Aquaoir – from aqua,(“water”) is the interaction between a submerged container of wine and the set of special characteristics that a body of water and its environment hold – temperature, pressure, light (or darkness) and motion.
And so the experiment began in the Spring of 2013. Mira Winery dropped four cases of their 2009 Cabernet Sauvignon into the Atlantic Ocean just off the Charleston Harbor. The wine stayed for three months. Four cases of the same wine were left to age naturally in the bottle at the winery. The wine was retrieved from the ocean and the tastings, along with the media frenzy, began.
I was fortunate enough to be invited as Mira’s guest to attend a blind tasting of the two wines side by side November 6. The tasting event kicked off a 7 day tour where Mira was hosting a tasting event in 7 cities. The tour lineup was:
- Charleston SC – Nov 6
- Washington, DC – Nov 7
- New York, NY – Nov 8
- Palm Beach, FL Nov 9
- Little Rock, AR – Nov 10
- San Francisco, CA – Nov 11
- Los Angeles, CA – Nov 12
The setting for the Charleston tasting was at Harborside East and you couldn’t have asked for a more picturesque backdrop for tasting wine
The wine was initially aged in the ocean in an effort to discover a better process for aging wine. The three-month experiment, by all accounts, was hugely successful. The experiment was limited to three months to test equipment. The bottles came out of the water covered with barnacles, but the corks were still securely in place. Mira has now submerged eight cases in the water and plans to leave them eight months. The difference in this group of wines is that they were submerged immediately after bottling with no bottle aging prior to submersion. The labels were etched on the bottles for the new group of wines to avoid having to scrape barnacles off and attach labels after the fact.
Jim “Bear” Dyke
So what was the result of the three-month aging as compared to regular bottle aging? Answer: Significant and Amazing!

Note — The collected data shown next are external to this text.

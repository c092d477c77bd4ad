//! Provider orchestration.
//!
//! This module provides:
//! - The normalized client with preference ordering and fallback
//! - Rate limiting per provider
//! - Diagnostics of every provider a request touched

mod client;
mod diagnostics;
mod rate_limiter;

pub use client::{MarketDataClient, ProviderPreference};
pub use diagnostics::{FetchDiagnostics, ProviderAttempt, SkipReason};
pub use rate_limiter::RateLimiter;
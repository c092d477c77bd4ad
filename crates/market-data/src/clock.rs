//! Time source shared by the rate limiter, retry backoff and adapters.
//!
//! [`SystemClock`] is backed by tokio's timer, so tests can run it under
//! `#[tokio::test(start_paused = true)]` and move time with
//! `tokio::time::advance` instead of sleeping for real.

use std::fmt::Debug;
use std::time::Duration;

use chrono::{DateTime, Utc};
use futures::future::BoxFuture;
use futures::FutureExt;
use tokio::time::Instant;

pub trait Clock: Send + Sync + Debug {
    /// Monotonic instant used for token accounting.
    fn now(&self) -> Instant;

    /// Wall-clock time used for request windows and quote timestamps.
    fn utc_now(&self) -> DateTime<Utc>;

    fn sleep(&self, duration: Duration) -> BoxFuture<'static, ()>;
}

#[derive(Debug, Default, Clone, Copy)]
pub struct SystemClock;

impl Clock for SystemClock {
    fn now(&self) -> Instant {
        Instant::now()
    }

    fn utc_now(&self) -> DateTime<Utc> {
        Utc::now()
    }

    fn sleep(&self, duration: Duration) -> BoxFuture<'static, ()> {
        tokio::time::sleep(duration).boxed()
    }
}
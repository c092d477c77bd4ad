use std::fmt::{Display, Formatter};
use std::str::FromStr;
use std::sync::Arc;

use serde::{Serialize, Serializer};

use crate::errors::MarketDataError;

const MAX_TICKER_LEN: usize = 12;

/// Uppercase exchange symbol, e.g. `AAPL` or `BRK.B`.
///
/// Input is trimmed and uppercased. Letters and digits only, with single
/// `.` or `-` separators between them. Provider-specific spellings are the
/// adapters' concern.
#[derive(Clone, Debug, PartialEq, Eq, Hash, PartialOrd, Ord)]
pub struct Ticker(Arc<str>);

impl Ticker {
    pub fn parse(raw: &str) -> Result<Self, MarketDataError> {
        let symbol = raw.trim().to_ascii_uppercase();

        if symbol.is_empty() {
            return Err(MarketDataError::validation("ticker must not be empty"));
        }
        if symbol.len() > MAX_TICKER_LEN {
            return Err(MarketDataError::validation(format!(
                "ticker '{}' is longer than {} characters",
                symbol, MAX_TICKER_LEN
            )));
        }

        let valid_chars = symbol
            .chars()
            .all(|c| c.is_ascii_alphanumeric() || c == '.' || c == '-');
        let valid_separators = symbol
            .split(['.', '-'])
            .all(|segment| !segment.is_empty());

        if !valid_chars || !valid_separators {
            return Err(MarketDataError::validation(format!(
                "ticker '{}' must be alphanumeric",
                symbol
            )));
        }

        Ok(Self(Arc::from(symbol)))
    }

    pub fn as_str(&self) -> &str {
        &self.0
    }
}

impl Display for Ticker {
    fn fmt(&self, f: &mut Formatter<'_>) -> std::fmt::Result {
        f.write_str(&self.0)
    }
}

impl FromStr for Ticker {
    type Err = MarketDataError;

    fn from_str(value: &str) -> Result<Self, Self::Err> {
        Self::parse(value)
    }
}

impl AsRef<str> for Ticker {
    fn as_ref(&self) -> &str {
        &self.0
    }
}

impl Serialize for Ticker {
    fn serialize<S: Serializer>(&self, serializer: S) -> Result<S::Ok, S::Error> {
        serializer.serialize_str(&self.0)
    }
}
use chrono::{DateTime, Utc};
use rust_decimal::Decimal;
use serde::Serialize;

use super::{ProviderId, Ticker};
use crate::errors::ParseFailure;

/// Currency assumed when the provider does not report one.
pub const DEFAULT_CURRENCY: &str = "USD";

/// Latest price for a ticker, normalized across providers.
///
/// Immutable once constructed; `price` is always strictly positive.
#[derive(Clone, Debug, PartialEq, Serialize)]
pub struct Quote {
    ticker: Ticker,
    price: Decimal,
    currency: String,
    timestamp: DateTime<Utc>,
    source: ProviderId,
}

impl Quote {
    /// Build a quote, rejecting non-positive prices.
    ///
    /// A `None` or blank currency falls back to [`DEFAULT_CURRENCY`]. Reported
    /// codes keep their case: Yahoo quotes London listings in `GBp` (pence).
    pub fn new(
        ticker: Ticker,
        price: Decimal,
        currency: Option<String>,
        timestamp: DateTime<Utc>,
        source: ProviderId,
    ) -> Result<Self, ParseFailure> {
        if price <= Decimal::ZERO {
            return Err(ParseFailure::NonPositivePrice(price));
        }

        let currency = currency
            .map(|c| c.trim().to_string())
            .filter(|c| !c.is_empty())
            .unwrap_or_else(|| DEFAULT_CURRENCY.to_string());

        Ok(Self {
            ticker,
            price,
            currency,
            timestamp,
            source,
        })
    }

    pub fn ticker(&self) -> &Ticker {
        &self.ticker
    }

    pub fn price(&self) -> Decimal {
        self.price
    }

    pub fn currency(&self) -> &str {
        &self.currency
    }

    pub fn timestamp(&self) -> DateTime<Utc> {
        self.timestamp
    }

    /// Provider that produced this quote.
    pub fn source(&self) -> ProviderId {
        self.source
    }
}

#[cfg(test)]
mod tests {
    use super::*;
    use rust_decimal_macros::dec;

    fn aapl() -> Ticker {
        Ticker::parse("AAPL").unwrap()
    }

    #[test]
    fn test_quote_new() {
        let quote = Quote::new(
            aapl(),
            dec!(150.25),
            None,
            Utc::now(),
            ProviderId::YahooFinance,
        )
        .unwrap();
        assert_eq!(quote.price(), dec!(150.25));
        assert_eq!(quote.currency(), "USD");
        assert_eq!(quote.source(), ProviderId::YahooFinance);
    }

    #[test]
    fn test_quote_keeps_reported_currency() {
        let quote = Quote::new(
            aapl(),
            dec!(1),
            Some(" CAD ".to_string()),
            Utc::now(),
            ProviderId::YahooFinance,
        )
        .unwrap();
        assert_eq!(quote.currency(), "CAD");

        let quote = Quote::new(
            Ticker::parse("VOD.L").unwrap(),
            dec!(71.02),
            Some("GBp".to_string()),
            Utc::now(),
            ProviderId::YahooFinance,
        )
        .unwrap();
        assert_eq!(quote.currency(), "GBp");

        let quote = Quote::new(
            aapl(),
            dec!(1),
            Some("  ".to_string()),
            Utc::now(),
            ProviderId::YahooFinance,
        )
        .unwrap();
        assert_eq!(quote.currency(), "USD");
    }

    #[test]
    fn test_quote_rejects_zero_and_negative() {
        let err = Quote::new(aapl(), dec!(0), None, Utc::now(), ProviderId::Finnhub).unwrap_err();
        assert_eq!(err, ParseFailure::NonPositivePrice(dec!(0)));

        let err =
            Quote::new(aapl(), dec!(-1.5), None, Utc::now(), ProviderId::Finnhub).unwrap_err();
        assert_eq!(err, ParseFailure::NonPositivePrice(dec!(-1.5)));
    }
}
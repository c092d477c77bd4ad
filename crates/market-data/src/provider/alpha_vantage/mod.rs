//! Alpha Vantage market data provider implementation.
//!
//! This module provides market data from Alpha Vantage API:
//! - Latest prices via the GLOBAL_QUOTE endpoint
//! - Daily, weekly and monthly bars via TIME_SERIES_DAILY / _WEEKLY / _MONTHLY
//!
//! Note: Alpha Vantage free tier is limited to 5 API calls per minute, and it
//! reports quota exhaustion as a 200 response with a "Note" or "Information"
//! field instead of HTTP 429.

use std::collections::HashMap;
use std::str::FromStr;
use std::sync::Arc;

use async_trait::async_trait;
use chrono::{DateTime, NaiveDate, Utc};
use log::{debug, warn};
use reqwest::Url;
use rust_decimal::Decimal;
use serde::Deserialize;

use crate::clock::Clock;
use crate::config::ProviderConfig;
use crate::errors::{MarketDataError, ParseFailure};
use crate::models::{Bar, Interval, ProviderId, Quote, Series, Ticker};
use crate::provider::http::{fetch_body, mask_secret, parse_json, HttpRequest, HttpTransport};
use crate::provider::{MarketDataProvider, RateLimit};
use crate::series;

const PROVIDER_ID: ProviderId = ProviderId::AlphaVantage;

/// Largest lookback served by `outputsize=compact`.
const COMPACT_OUTPUT_SIZE: usize = 100;

/// Alpha Vantage market data provider.
pub struct AlphaVantageProvider {
    config: ProviderConfig,
    transport: Arc<dyn HttpTransport>,
    clock: Arc<dyn Clock>,
}

// ============================================================================
// Response structures for Alpha Vantage API
// ============================================================================

/// GLOBAL_QUOTE response
#[derive(Debug, Deserialize)]
struct GlobalQuoteResponse {
    #[serde(rename = "Global Quote")]
    global_quote: Option<GlobalQuote>,
    #[serde(rename = "Error Message")]
    error_message: Option<String>,
    #[serde(rename = "Note")]
    note: Option<String>,
    #[serde(rename = "Information")]
    information: Option<String>,
}

/// Invalid symbols come back as an empty `"Global Quote": {}` object.
#[derive(Debug, Deserialize)]
struct GlobalQuote {
    #[serde(rename = "05. price")]
    price: Option<String>,
    #[serde(rename = "07. latest trading day")]
    latest_trading_day: Option<String>,
}

/// TIME_SERIES_* response. Each function names its payload differently, so
/// the payload is picked out of `sections` by the requested interval's key.
#[derive(Debug, Deserialize)]
struct TimeSeriesResponse {
    #[serde(flatten)]
    sections: HashMap<String, serde_json::Value>,
    #[serde(rename = "Error Message")]
    error_message: Option<String>,
    #[serde(rename = "Note")]
    note: Option<String>,
    #[serde(rename = "Information")]
    information: Option<String>,
}

#[derive(Debug, Deserialize)]
struct SeriesEntry {
    #[serde(rename = "1. open")]
    open: String,
    #[serde(rename = "2. high")]
    high: String,
    #[serde(rename = "3. low")]
    low: String,
    #[serde(rename = "4. close")]
    close: String,
    #[serde(rename = "5. volume")]
    volume: Option<String>,
}

// ============================================================================
// Implementation
// ============================================================================

impl AlphaVantageProvider {
    /// Create a new Alpha Vantage provider. Fails if the API key is missing.
    pub fn new(
        config: ProviderConfig,
        transport: Arc<dyn HttpTransport>,
        clock: Arc<dyn Clock>,
    ) -> Result<Self, MarketDataError> {
        config.validate()?;
        Ok(Self {
            config,
            transport,
            clock,
        })
    }

    fn api_key(&self) -> &str {
        self.config.api_key().unwrap_or_default()
    }

    /// Function name and payload key for each interval.
    fn series_function(interval: Interval) -> (&'static str, &'static str) {
        match interval {
            Interval::Daily => ("TIME_SERIES_DAILY", "Time Series (Daily)"),
            Interval::Weekly => ("TIME_SERIES_WEEKLY", "Weekly Time Series"),
            Interval::Monthly => ("TIME_SERIES_MONTHLY", "Monthly Time Series"),
        }
    }

    /// Issue one query and return the raw body.
    async fn query(&self, params: &[(&str, &str)]) -> Result<String, MarketDataError> {
        let url = Url::parse_with_params(
            self.config.base_url(),
            params.iter().copied().chain([("apikey", self.api_key())]),
        )
        .map_err(|e| MarketDataError::validation(format!("invalid Alpha Vantage URL: {}", e)))?;

        let request = HttpRequest::get(url, self.config.timeout());
        fetch_body(
            self.transport.as_ref(),
            PROVIDER_ID,
            request,
            Some(self.api_key()),
        )
        .await
    }

    /// Check for the error fields Alpha Vantage returns in place of data.
    ///
    /// Quota notes become `RateLimited`. Anything else is only logged; the
    /// caller then fails on the missing payload field.
    fn check_api_error(
        &self,
        symbol: &str,
        error_message: &Option<String>,
        note: &Option<String>,
        information: &Option<String>,
    ) -> Result<(), MarketDataError> {
        for msg in [note, information].into_iter().flatten() {
            let lower = msg.to_lowercase();
            if lower.contains("api call frequency")
                || lower.contains("rate limit")
                || lower.contains("requests per day")
            {
                return Err(MarketDataError::RateLimited {
                    provider: PROVIDER_ID,
                });
            }
            warn!(
                "Alpha Vantage note for {}: {}",
                symbol,
                mask_secret(msg, Some(self.api_key()))
            );
        }

        if let Some(msg) = error_message {
            warn!(
                "Alpha Vantage error for {}: {}",
                symbol,
                mask_secret(msg, Some(self.api_key()))
            );
        }

        Ok(())
    }

    /// Parse a date string in YYYY-MM-DD format.
    fn parse_date(date_str: &str) -> Result<NaiveDate, MarketDataError> {
        NaiveDate::parse_from_str(date_str, "%Y-%m-%d").map_err(|_| invalid("date", date_str))
    }

    /// Parse a decimal value from a string.
    fn parse_decimal(field: &str, s: &str) -> Result<Decimal, MarketDataError> {
        Decimal::from_str(s.trim()).map_err(|_| invalid(field, s))
    }

    fn to_bar(date: &str, entry: &SeriesEntry) -> Result<Bar, MarketDataError> {
        let volume = match entry.volume.as_deref() {
            Some(v) => Some(v.trim().parse::<u64>().map_err(|_| invalid("5. volume", v))?),
            None => None,
        };

        Ok(Bar {
            date: Self::parse_date(date)?,
            open: Self::parse_decimal("1. open", &entry.open)?,
            high: Self::parse_decimal("2. high", &entry.high)?,
            low: Self::parse_decimal("3. low", &entry.low)?,
            close: Self::parse_decimal("4. close", &entry.close)?,
            volume,
        })
    }

    fn parse_quote(&self, ticker: &Ticker, body: &str) -> Result<Quote, MarketDataError> {
        let response: GlobalQuoteResponse = parse_json(PROVIDER_ID, body)?;
        self.check_api_error(
            ticker.as_str(),
            &response.error_message,
            &response.note,
            &response.information,
        )?;

        let quote = response
            .global_quote
            .ok_or_else(|| MarketDataError::missing_field(PROVIDER_ID, "Global Quote"))?;
        let price = quote
            .price
            .as_deref()
            .ok_or_else(|| MarketDataError::missing_field(PROVIDER_ID, "05. price"))?;
        let price = Self::parse_decimal("05. price", price)?;

        let timestamp = quote
            .latest_trading_day
            .as_deref()
            .and_then(|d| Self::parse_date(d).ok())
            .and_then(|d| d.and_hms_opt(0, 0, 0))
            .map(|dt| DateTime::<Utc>::from_naive_utc_and_offset(dt, Utc))
            .unwrap_or_else(|| self.clock.utc_now());

        Quote::new(ticker.clone(), price, None, timestamp, PROVIDER_ID)
            .map_err(|reason| MarketDataError::parse(PROVIDER_ID, reason))
    }

    fn parse_series(
        &self,
        ticker: &Ticker,
        interval: Interval,
        lookback: usize,
        body: &str,
    ) -> Result<Series, MarketDataError> {
        let response: TimeSeriesResponse = parse_json(PROVIDER_ID, body)?;
        self.check_api_error(
            ticker.as_str(),
            &response.error_message,
            &response.note,
            &response.information,
        )?;

        let (_, key) = Self::series_function(interval);
        let mut sections = response.sections;
        let payload = sections
            .remove(key)
            .ok_or_else(|| MarketDataError::missing_field(PROVIDER_ID, key))?;
        let time_series: HashMap<String, SeriesEntry> =
            serde_json::from_value(payload).map_err(|e| {
                MarketDataError::parse(PROVIDER_ID, ParseFailure::Malformed(e.to_string()))
            })?;

        let bars = time_series
            .iter()
            .map(|(date, entry)| Self::to_bar(date, entry))
            .collect::<Result<Vec<_>, _>>()?;

        let bars = series::normalize(bars, lookback)
            .map_err(|reason| MarketDataError::parse(PROVIDER_ID, reason))?;

        debug!(
            "Alpha Vantage returned {} {} bars for {}",
            bars.len(),
            interval,
            ticker
        );

        Series::new(ticker.clone(), interval, PROVIDER_ID, bars)
            .map_err(|reason| MarketDataError::parse(PROVIDER_ID, reason))
    }
}

fn invalid(field: &str, value: &str) -> MarketDataError {
    MarketDataError::parse(
        PROVIDER_ID,
        ParseFailure::InvalidValue {
            field: field.to_string(),
            value: value.to_string(),
        },
    )
}

#[async_trait]
impl MarketDataProvider for AlphaVantageProvider {
    fn id(&self) -> ProviderId {
        PROVIDER_ID
    }

    fn rate_limit(&self) -> RateLimit {
        RateLimit::per_minute(self.config.requests_per_minute())
    }

    async fn fetch_quote(&self, ticker: &Ticker) -> Result<Quote, MarketDataError> {
        let body = self
            .query(&[("function", "GLOBAL_QUOTE"), ("symbol", ticker.as_str())])
            .await?;
        self.parse_quote(ticker, &body)
    }

    async fn fetch_series(
        &self,
        ticker: &Ticker,
        interval: Interval,
        lookback: usize,
    ) -> Result<Series, MarketDataError> {
        let (function, _) = Self::series_function(interval);
        let output_size = if lookback <= COMPACT_OUTPUT_SIZE {
            "compact"
        } else {
            "full"
        };

        let body = self
            .query(&[
                ("function", function),
                ("symbol", ticker.as_str()),
                ("outputsize", output_size),
            ])
            .await?;
        self.parse_series(ticker, interval, lookback, &body)
    }
}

I have been following this Aquaoir experiment from the beginning. I had already heard how significantly different the wines tasted. With the blind tasting, I had no way of knowing which wine was in which glass. Glass “A” appeared to be a young wine and was very tannic. It had a great nose with hints of leather and spice. I picked up licorice on the palate. I felt like it needed quite a bit more time in the bottle. Glass “B” didn’t have near as much on the nose, but the flavors were intense dark cherry, plum, and vanilla. It was more evolved, silky with smooth tannins. One would never guess that these were the same wine. Glass “B” had been ocean-aged. The difference was remarkable.
SIDE NOTE: The last case of the ocean-aged wine goes on sale TODAY. The first case sold out to wine club members in a few hours. Word of warning, this wine won’t last long.
So what created the differences in these wines. As of right now, the science behind testing these wines hasn’t really given any clues. The chemical analysis consisted primarily of testing pH, alcohol, volatile acidity and turbidity and comparing the results of the land aged versus the water aged. There was no significant difference in any of this. When the wine was submerged, the bottles were at 57°. The wine was set ay 60′ deep and stayed for three months. When the wine came up, it was at 72°. This was completely unexpected and they are not sure why it was so warm. The warmth could have sped up the aging process, but the results are not conclusive.
The eight cases that have just been submerged will age through the winter months. Will this make a difference? Only time will tell.
Could ocean-aging be the answer to the global wine shortage that is being talked about lately in the news? It is definitely something that should be looked at closely. Mira is the first US winery to try ocean-aging, but several wineries around the globe have experimented with ocean-aging.